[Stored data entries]
★ ★ ★
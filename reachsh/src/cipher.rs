//! Symmetric obfuscation of stored secrets.
//!
//! Passwords kept in configuration files or passed as `$CT=` response values
//! are AES-256-CBC encrypted with a key derived from a passphrase. This is
//! obfuscation against casual disclosure, not a secret store.
//!
//! Wire format: `base64(iv || ciphertext)`, 16-byte random IV, PKCS#7 padding,
//! key = SHA-256(passphrase).

use std::fs;
use std::path::Path;

use aes::Aes256;
use base64::Engine as _;
use base64::engine::general_purpose::STANDARD;
use cbc::cipher::block_padding::Pkcs7;
use cbc::cipher::{BlockDecryptMut, BlockEncryptMut, KeyIvInit};
use rand::RngCore;
use sha2::{Digest, Sha256};

use crate::error::CipherError;

type Aes256CbcEnc = cbc::Encryptor<Aes256>;
type Aes256CbcDec = cbc::Decryptor<Aes256>;

const IV_LEN: usize = 16;

/// Built-in passphrase used when no key file is configured.
pub const DEFAULT_PASSPHRASE: &str = "#$a%9_(1fsa!@WxfjZU<><!@#$W^_;-!";

/// Prefix marking an encrypted value inside a response string.
pub const CIPHER_TEXT_MARKER: &str = "$CT=";

/// Placeholder shown instead of decrypted secrets.
pub const MASK: &str = "**********";

/// Passphrase-derived AES-256 key.
///
/// Immutable after construction; share it between sessions behind an `Arc`.
#[derive(Clone)]
pub struct Cipher {
    key: [u8; 32],
}

impl Cipher {
    /// Derive a cipher from a passphrase.
    pub fn new(passphrase: &str) -> Self {
        Self {
            key: Sha256::digest(passphrase.as_bytes()).into(),
        }
    }

    /// Load the passphrase from the first non-blank line of a file.
    pub fn from_key_file(path: impl AsRef<Path>) -> Result<Self, CipherError> {
        let contents = fs::read_to_string(path)?;
        let passphrase = contents
            .lines()
            .map(str::trim)
            .find(|line| !line.is_empty())
            .ok_or(CipherError::EmptyKeyFile)?;
        Ok(Self::new(passphrase))
    }

    /// Encrypt text into the base64 wire format.
    pub fn encrypt(&self, plaintext: &str) -> String {
        let mut iv = [0u8; IV_LEN];
        rand::thread_rng().fill_bytes(&mut iv);

        let ciphertext = Aes256CbcEnc::new(&self.key.into(), &iv.into())
            .encrypt_padded_vec_mut::<Pkcs7>(plaintext.as_bytes());

        let mut blob = Vec::with_capacity(IV_LEN + ciphertext.len());
        blob.extend_from_slice(&iv);
        blob.extend_from_slice(&ciphertext);
        STANDARD.encode(blob)
    }

    /// Decrypt text produced by [`encrypt`](Self::encrypt) with the same passphrase.
    pub fn decrypt(&self, encoded: &str) -> Result<String, CipherError> {
        let blob = STANDARD.decode(encoded.trim())?;
        if blob.len() <= IV_LEN || (blob.len() - IV_LEN) % IV_LEN != 0 {
            return Err(CipherError::Decrypt);
        }

        let (iv, ciphertext) = blob.split_at(IV_LEN);
        let iv: [u8; IV_LEN] = iv.try_into().map_err(|_| CipherError::Decrypt)?;

        let plain = Aes256CbcDec::new(&self.key.into(), &iv.into())
            .decrypt_padded_vec_mut::<Pkcs7>(ciphertext)
            .map_err(|_| CipherError::Decrypt)?;

        Ok(String::from_utf8(plain)?)
    }
}

impl Default for Cipher {
    fn default() -> Self {
        Self::new(DEFAULT_PASSPHRASE)
    }
}

impl std::fmt::Debug for Cipher {
    fn fmt(&self, f: &mut std::fmt::Formatter<'_>) -> std::fmt::Result {
        f.debug_struct("Cipher").field("key", &"<redacted>").finish()
    }
}

#[cfg(test)]
mod tests {
    use super::*;

    #[test]
    fn test_round_trip() {
        let cipher = Cipher::new("correct horse");
        let encrypted = cipher.encrypt("mypass3");
        assert_ne!(encrypted, "mypass3");
        assert_eq!(cipher.decrypt(&encrypted).unwrap(), "mypass3");
    }

    #[test]
    fn test_random_iv() {
        let cipher = Cipher::default();
        assert_ne!(cipher.encrypt("same"), cipher.encrypt("same"));
    }

    #[test]
    fn test_wrong_key_does_not_reproduce() {
        let encrypted = Cipher::new("one").encrypt("secret value");
        match Cipher::new("two").decrypt(&encrypted) {
            Ok(text) => assert_ne!(text, "secret value"),
            Err(_) => {}
        }
    }

    #[test]
    fn test_garbage_rejected() {
        let cipher = Cipher::default();
        assert!(matches!(cipher.decrypt("not base64!"), Err(CipherError::Encoding(_))));
        assert!(matches!(cipher.decrypt("c2hvcnQ="), Err(CipherError::Decrypt)));
    }

    #[test]
    fn test_key_file_first_non_blank_line() {
        let path = std::env::temp_dir().join(format!("reachsh-key-{}", std::process::id()));
        fs::write(&path, "\n   \n  file passphrase  \nignored\n").unwrap();

        let from_file = Cipher::from_key_file(&path).unwrap();
        let direct = Cipher::new("file passphrase");
        let encrypted = direct.encrypt("abc");
        assert_eq!(from_file.decrypt(&encrypted).unwrap(), "abc");

        fs::write(&path, "\n\n").unwrap();
        assert!(matches!(
            Cipher::from_key_file(&path),
            Err(CipherError::EmptyKeyFile)
        ));
        fs::remove_file(&path).unwrap();
    }
}
//! PTY channel abstraction for interactive sessions.

use std::pin::Pin;
use std::time::Duration;

use bytes::{BufMut, Bytes, BytesMut};
use log::trace;
use tokio::io::{AsyncRead, AsyncReadExt, AsyncWrite, AsyncWriteExt};

use crate::error::ChannelError;

/// Default number of bytes requested per read.
pub const DEFAULT_CHUNK_SIZE: usize = 1024;

/// Interactive shell channel over any async byte stream.
///
/// The SSH implementation hands in a russh channel stream; tests hand in a
/// scripted mock.
pub struct PtyChannel<S> {
    stream: Pin<Box<S>>,

    /// Upper bound on bytes returned by one read.
    chunk_size: usize,

    scratch: BytesMut,

    /// Whether the channel is open.
    is_open: bool,
}

impl<S> PtyChannel<S>
where
    S: AsyncRead + AsyncWrite + Send,
{
    /// Wrap a shell stream, reading at most `chunk_size` bytes at a time.
    pub fn new(stream: S, chunk_size: usize) -> Self {
        let chunk_size = chunk_size.max(1);
        Self {
            stream: Box::pin(stream),
            chunk_size,
            scratch: BytesMut::with_capacity(chunk_size),
            is_open: true,
        }
    }

    /// Check if the channel is open.
    pub fn is_open(&self) -> bool {
        self.is_open
    }

    /// Bytes requested per read.
    pub fn chunk_size(&self) -> usize {
        self.chunk_size
    }

    /// Write raw bytes and flush.
    pub async fn send(&mut self, data: &[u8]) -> Result<(), ChannelError> {
        if !self.is_open {
            return Err(ChannelError::Closed);
        }
        self.stream.as_mut().write_all(data).await?;
        self.stream.as_mut().flush().await?;
        Ok(())
    }

    /// Write `text` followed by a newline.
    pub async fn send_line(&mut self, text: &str) -> Result<(), ChannelError> {
        let mut line = Vec::with_capacity(text.len() + 1);
        line.extend_from_slice(text.as_bytes());
        line.push(b'\n');
        self.send(&line).await
    }

    /// Read the next chunk, waiting at most `timeout`.
    ///
    /// End of stream marks the channel closed and returns
    /// [`ChannelError::Closed`].
    pub async fn recv_chunk(&mut self, timeout: Duration) -> Result<Bytes, ChannelError> {
        if !self.is_open {
            return Err(ChannelError::Closed);
        }

        self.scratch.clear();
        self.scratch.reserve(self.chunk_size);

        let read = {
            let mut limited = (&mut self.scratch).limit(self.chunk_size);
            tokio::time::timeout(timeout, self.stream.as_mut().read_buf(&mut limited)).await
        };

        let n = read.map_err(|_| ChannelError::Timeout(timeout))??;
        if n == 0 {
            self.is_open = false;
            return Err(ChannelError::Closed);
        }

        trace!("Received {} bytes", n);
        Ok(self.scratch.split().freeze())
    }

    /// Shut down the write half. Safe to call more than once.
    pub async fn shutdown(&mut self) -> Result<(), ChannelError> {
        if self.is_open {
            self.is_open = false;
            self.stream.as_mut().shutdown().await?;
        }
        Ok(())
    }
}

#[cfg(test)]
mod tests {
    use tokio_test::io::Builder;

    use super::*;

    #[tokio::test]
    async fn test_send_line_appends_newline() {
        let mock = Builder::new().write(b"uname -a\n").build();
        let mut channel = PtyChannel::new(mock, DEFAULT_CHUNK_SIZE);
        channel.send_line("uname -a").await.unwrap();
    }

    #[tokio::test]
    async fn test_recv_respects_chunk_size() {
        let mock = Builder::new().read(b"abcdefgh").build();
        let mut channel = PtyChannel::new(mock, 3);

        let mut collected = Vec::new();
        for _ in 0..3 {
            let chunk = channel.recv_chunk(Duration::from_secs(1)).await.unwrap();
            assert!(chunk.len() <= 3);
            collected.extend_from_slice(&chunk);
        }
        assert_eq!(collected, b"abcdefgh");
    }

    #[tokio::test]
    async fn test_eof_closes_channel() {
        let mock = Builder::new().read(b"bye").build();
        let mut channel = PtyChannel::new(mock, DEFAULT_CHUNK_SIZE);

        channel.recv_chunk(Duration::from_secs(1)).await.unwrap();
        let err = channel.recv_chunk(Duration::from_secs(1)).await.unwrap_err();
        assert!(matches!(err, ChannelError::Closed));
        assert!(!channel.is_open());
        assert!(matches!(channel.send(b"x").await, Err(ChannelError::Closed)));
    }

    #[tokio::test]
    async fn test_read_timeout() {
        let mock = Builder::new().wait(Duration::from_secs(5)).build();
        let mut channel = PtyChannel::new(mock, DEFAULT_CHUNK_SIZE);

        let err = channel
            .recv_chunk(Duration::from_millis(20))
            .await
            .unwrap_err();
        assert!(matches!(err, ChannelError::Timeout(_)));
        assert!(channel.is_open());
    }
}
★ ★ ★
**WHAT TO DO**
Looking at the entries, state how many lines hold the string "most", with the number as the sole reply.

**EXERCISE ANSWER**
2